## Exercise aim
Up to and including the line that contains "or against a", repeat each line of the data exactly, starting from the first.

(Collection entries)
———
// SPDX-FileCopyrightText: 2025 Jason Pena <jasonpena@awkless.com>
// SPDX-License-Identifier: MIT

//! Filesystem abstraction.
//!
//! All filesystem access made by the link engine goes through the
//! [`Filesystem`] trait. This lets the engine run against the real disk via
//! [`RealFs`], or against a purely in-memory tree via [`MemoryFs`] so that
//! convergence logic can be tested without touching the user's machine.
//!
//! Every operation reports failure through [`FsError`], which classifies
//! "not found" conditions separately from other I/O failures. Callers rely on
//! that distinction to tell an absent link apart from a broken disk.

use std::{
    collections::BTreeMap,
    fmt::Debug,
    fs,
    io::{Error as IoError, ErrorKind},
    path::{Path, PathBuf},
    sync::{Mutex, MutexGuard, PoisonError},
};
use tracing::instrument;

/// Kind of entry found at a path.
///
/// Symlinks are reported as [`FileKind::Symlink`] no matter what they point
/// to.
#[derive(Debug, Clone, Copy, PartialEq, Eq)]
pub enum FileKind {
    File,
    Dir,
    Symlink,
}

/// Injectable filesystem operations.
pub trait Filesystem: Debug + Send + Sync {
    /// Create empty file, truncating it if it already exists.
    fn create(&self, path: &Path) -> Result<()>;

    /// Query kind of entry at path without following symlinks.
    fn stat(&self, path: &Path) -> Result<FileKind>;

    /// Create symlink at `link` that points to `target`.
    fn symlink(&self, target: &Path, link: &Path) -> Result<()>;

    /// Read the path a symlink points to.
    fn read_link(&self, link: &Path) -> Result<PathBuf>;

    /// Remove a file, symlink, or empty directory.
    ///
    /// Symlinks are removed themselves, never what they point to.
    fn remove(&self, path: &Path) -> Result<()>;

    /// Create directory and all of its missing parents.
    fn mkdir_all(&self, path: &Path) -> Result<()>;

    /// List entries of a directory in sorted order.
    fn read_dir(&self, path: &Path) -> Result<Vec<PathBuf>>;

    /// Read entire file into a string.
    fn read_to_string(&self, path: &Path) -> Result<String>;

    /// Write entire contents to file, creating it if needed.
    fn write(&self, path: &Path, contents: &[u8]) -> Result<()>;
}

/// Filesystem operations on the real disk.
#[derive(Debug, Default, Clone, Copy)]
pub struct RealFs;

impl RealFs {
    /// Construct new real filesystem handle.
    pub fn new() -> Self {
        Self
    }
}

impl Filesystem for RealFs {
    #[instrument(skip(self), level = "trace")]
    fn create(&self, path: &Path) -> Result<()> {
        fs::File::create(path).map_err(|err| FsError::from_io(err, path))?;
        Ok(())
    }

    #[instrument(skip(self), level = "trace")]
    fn stat(&self, path: &Path) -> Result<FileKind> {
        let file_type = fs::symlink_metadata(path)
            .map_err(|err| FsError::from_io(err, path))?
            .file_type();

        if file_type.is_symlink() {
            Ok(FileKind::Symlink)
        } else if file_type.is_dir() {
            Ok(FileKind::Dir)
        } else {
            Ok(FileKind::File)
        }
    }

    #[instrument(skip(self), level = "trace")]
    fn symlink(&self, target: &Path, link: &Path) -> Result<()> {
        #[cfg(unix)]
        {
            std::os::unix::fs::symlink(target, link).map_err(|err| FsError::from_io(err, link))
        }

        #[cfg(windows)]
        {
            let resolved = if target.is_absolute() {
                target.to_path_buf()
            } else {
                link.parent().unwrap_or_else(|| Path::new(".")).join(target)
            };

            if resolved.is_dir() {
                std::os::windows::fs::symlink_dir(target, link)
            } else {
                std::os::windows::fs::symlink_file(target, link)
            }
            .map_err(|err| FsError::from_io(err, link))
        }
    }

    #[instrument(skip(self), level = "trace")]
    fn read_link(&self, link: &Path) -> Result<PathBuf> {
        fs::read_link(link).map_err(|err| match err.kind() {
            ErrorKind::InvalidInput => FsError::NotASymlink {
                path: link.to_path_buf(),
            },
            _ => FsError::from_io(err, link),
        })
    }

    #[instrument(skip(self), level = "trace")]
    fn remove(&self, path: &Path) -> Result<()> {
        let result = match self.stat(path)? {
            FileKind::Dir => fs::remove_dir(path),
            #[cfg(windows)]
            FileKind::Symlink => fs::remove_dir(path).or_else(|_| fs::remove_file(path)),
            _ => fs::remove_file(path),
        };

        result.map_err(|err| FsError::from_io(err, path))
    }

    #[instrument(skip(self), level = "trace")]
    fn mkdir_all(&self, path: &Path) -> Result<()> {
        mkdirp::mkdirp(path).map_err(|err| FsError::from_io(err, path))?;
        Ok(())
    }

    #[instrument(skip(self), level = "trace")]
    fn read_dir(&self, path: &Path) -> Result<Vec<PathBuf>> {
        let mut entries = fs::read_dir(path)
            .map_err(|err| FsError::from_io(err, path))?
            .map(|entry| {
                entry
                    .map(|entry| entry.path())
                    .map_err(|err| FsError::from_io(err, path))
            })
            .collect::<Result<Vec<_>>>()?;
        entries.sort();

        Ok(entries)
    }

    #[instrument(skip(self), level = "trace")]
    fn read_to_string(&self, path: &Path) -> Result<String> {
        fs::read_to_string(path).map_err(|err| FsError::from_io(err, path))
    }

    #[instrument(skip(self, contents), level = "trace")]
    fn write(&self, path: &Path, contents: &[u8]) -> Result<()> {
        fs::write(path, contents).map_err(|err| FsError::from_io(err, path))
    }
}

/// Entry of in-memory filesystem.
#[derive(Debug, Clone, PartialEq, Eq)]
enum Node {
    File(Vec<u8>),
    Dir,
    Symlink(PathBuf),
}

impl Node {
    fn kind(&self) -> FileKind {
        match self {
            Self::File(_) => FileKind::File,
            Self::Dir => FileKind::Dir,
            Self::Symlink(_) => FileKind::Symlink,
        }
    }
}

/// Symlink hops allowed before giving up on resolution.
const MAX_SYMLINK_HOPS: usize = 40;

/// Purely in-memory filesystem.
///
/// Starts out with nothing but the root directory. Paths are expected to be
/// absolute and clean. Parent directories are never created implicitly, so
/// callers must create them just like they would on a real disk.
#[derive(Debug)]
pub struct MemoryFs {
    nodes: Mutex<BTreeMap<PathBuf, Node>>,
}

impl Default for MemoryFs {
    fn default() -> Self {
        let mut nodes = BTreeMap::new();
        nodes.insert(PathBuf::from("/"), Node::Dir);

        Self {
            nodes: Mutex::new(nodes),
        }
    }
}

impl MemoryFs {
    /// Construct new in-memory filesystem containing only the root directory.
    pub fn new() -> Self {
        Self::default()
    }

    fn nodes(&self) -> MutexGuard<'_, BTreeMap<PathBuf, Node>> {
        self.nodes.lock().unwrap_or_else(PoisonError::into_inner)
    }
}

/// Follow symlinks at path until a non-symlink entry is hit.
fn resolve(nodes: &BTreeMap<PathBuf, Node>, path: &Path) -> Result<(PathBuf, Node)> {
    let mut current = path.to_path_buf();
    for _ in 0..MAX_SYMLINK_HOPS {
        match nodes.get(&current) {
            Some(Node::Symlink(target)) => {
                current = if target.is_absolute() {
                    crate::path::clean(target)
                } else {
                    let parent = current.parent().unwrap_or_else(|| Path::new("/"));
                    crate::path::clean(parent.join(target))
                };
            }
            Some(node) => return Ok((current, node.clone())),
            None => return Err(FsError::NotFound { path: current }),
        }
    }

    Err(FsError::Io {
        source: IoError::other("too many levels of symbolic links"),
        path: path.to_path_buf(),
    })
}

/// Require that parent of path is an existing directory.
fn require_parent_dir(nodes: &BTreeMap<PathBuf, Node>, path: &Path) -> Result<()> {
    let Some(parent) = path.parent() else {
        return Ok(());
    };

    match resolve(nodes, parent)? {
        (_, Node::Dir) => Ok(()),
        _ => Err(FsError::NotADirectory {
            path: parent.to_path_buf(),
        }),
    }
}

impl Filesystem for MemoryFs {
    fn create(&self, path: &Path) -> Result<()> {
        self.write(path, &[])
    }

    fn stat(&self, path: &Path) -> Result<FileKind> {
        self.nodes()
            .get(path)
            .map(Node::kind)
            .ok_or_else(|| FsError::NotFound {
                path: path.to_path_buf(),
            })
    }

    fn symlink(&self, target: &Path, link: &Path) -> Result<()> {
        let mut nodes = self.nodes();
        if nodes.contains_key(link) {
            return Err(FsError::AlreadyExists {
                path: link.to_path_buf(),
            });
        }

        require_parent_dir(&nodes, link)?;
        nodes.insert(link.to_path_buf(), Node::Symlink(target.to_path_buf()));

        Ok(())
    }

    fn read_link(&self, link: &Path) -> Result<PathBuf> {
        match self.nodes().get(link) {
            Some(Node::Symlink(target)) => Ok(target.clone()),
            Some(_) => Err(FsError::NotASymlink {
                path: link.to_path_buf(),
            }),
            None => Err(FsError::NotFound {
                path: link.to_path_buf(),
            }),
        }
    }

    fn remove(&self, path: &Path) -> Result<()> {
        let mut nodes = self.nodes();
        match nodes.get(path) {
            None => {
                return Err(FsError::NotFound {
                    path: path.to_path_buf(),
                })
            }
            Some(Node::Dir) if nodes.keys().any(|key| key.parent() == Some(path)) => {
                return Err(FsError::DirectoryNotEmpty {
                    path: path.to_path_buf(),
                })
            }
            Some(_) => {}
        }

        nodes.remove(path);
        Ok(())
    }

    fn mkdir_all(&self, path: &Path) -> Result<()> {
        let mut nodes = self.nodes();
        let mut current = PathBuf::new();
        for component in path.components() {
            current.push(component);
            match resolve(&nodes, &current) {
                Ok((_, Node::Dir)) => continue,
                Ok(_) => {
                    return Err(FsError::NotADirectory {
                        path: current.clone(),
                    })
                }
                Err(err) if err.is_not_found() && nodes.get(&current).is_none() => {
                    nodes.insert(current.clone(), Node::Dir);
                }
                Err(err) => return Err(err),
            }
        }

        Ok(())
    }

    fn read_dir(&self, path: &Path) -> Result<Vec<PathBuf>> {
        let nodes = self.nodes();
        let (resolved, node) = resolve(&nodes, path)?;
        if node != Node::Dir {
            return Err(FsError::NotADirectory {
                path: path.to_path_buf(),
            });
        }

        Ok(nodes
            .keys()
            .filter(|key| key.parent() == Some(resolved.as_path()))
            .filter_map(|key| key.file_name().map(|name| path.join(name)))
            .collect())
    }

    fn read_to_string(&self, path: &Path) -> Result<String> {
        let nodes = self.nodes();
        match resolve(&nodes, path)? {
            (_, Node::File(contents)) => String::from_utf8(contents).map_err(|err| FsError::Io {
                source: IoError::new(ErrorKind::InvalidData, err),
                path: path.to_path_buf(),
            }),
            _ => Err(FsError::Io {
                source: IoError::other("is a directory"),
                path: path.to_path_buf(),
            }),
        }
    }

    fn write(&self, path: &Path, contents: &[u8]) -> Result<()> {
        let mut nodes = self.nodes();
        let destination = match resolve(&nodes, path) {
            Ok((resolved, Node::File(_))) => resolved,
            Ok(_) => {
                return Err(FsError::Io {
                    source: IoError::other("is a directory"),
                    path: path.to_path_buf(),
                })
            }
            // INVARIANT: Dangling symlinks get their target created.
            Err(FsError::NotFound { path: missing }) => missing,
            Err(err) => return Err(err),
        };

        require_parent_dir(&nodes, &destination)?;
        nodes.insert(destination, Node::File(contents.to_vec()));

        Ok(())
    }
}

/// Filesystem error types.
#[derive(Debug, thiserror::Error)]
pub enum FsError {
    /// Nothing exists at path.
    #[error("no such file or directory {:?}", path.display())]
    NotFound { path: PathBuf },

    /// Entry at path exists, but is not a symlink.
    #[error("{:?} is not a symlink", path.display())]
    NotASymlink { path: PathBuf },

    /// Entry at path already exists.
    #[error("{:?} already exists", path.display())]
    AlreadyExists { path: PathBuf },

    /// Entry at path is expected to be a directory, but is not.
    #[error("{:?} is not a directory", path.display())]
    NotADirectory { path: PathBuf },

    /// Directory at path still has entries.
    #[error("directory {:?} is not empty", path.display())]
    DirectoryNotEmpty { path: PathBuf },

    /// Any other I/O failure.
    #[error("I/O failure at {:?}", path.display())]
    Io {
        #[source]
        source: IoError,
        path: PathBuf,
    },
}

impl FsError {
    /// Classify standard I/O error.
    pub fn from_io(err: IoError, path: impl Into<PathBuf>) -> Self {
        let path = path.into();
        match err.kind() {
            ErrorKind::NotFound => Self::NotFound { path },
            ErrorKind::AlreadyExists => Self::AlreadyExists { path },
            _ => Self::Io { source: err, path },
        }
    }

    /// Check if error means that nothing exists at the path.
    pub fn is_not_found(&self) -> bool {
        matches!(self, Self::NotFound { .. })
    }
}

/// Friendly result alias :3
pub type Result<T, E = FsError> = std::result::Result<T, E>;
———
## Output for this exercise
// SPDX-FileCopyrightText: 2025 Jason Pena <jasonpena@awkless.com>
// SPDX-License-Identifier: MIT

//! Filesystem abstraction.
//!
//! All filesystem access made by the link engine goes through the
//! [`Filesystem`] trait. This lets the engine run against the real disk via
//! [`RealFs`], or against a purely in-memory tree via [`MemoryFs`] so that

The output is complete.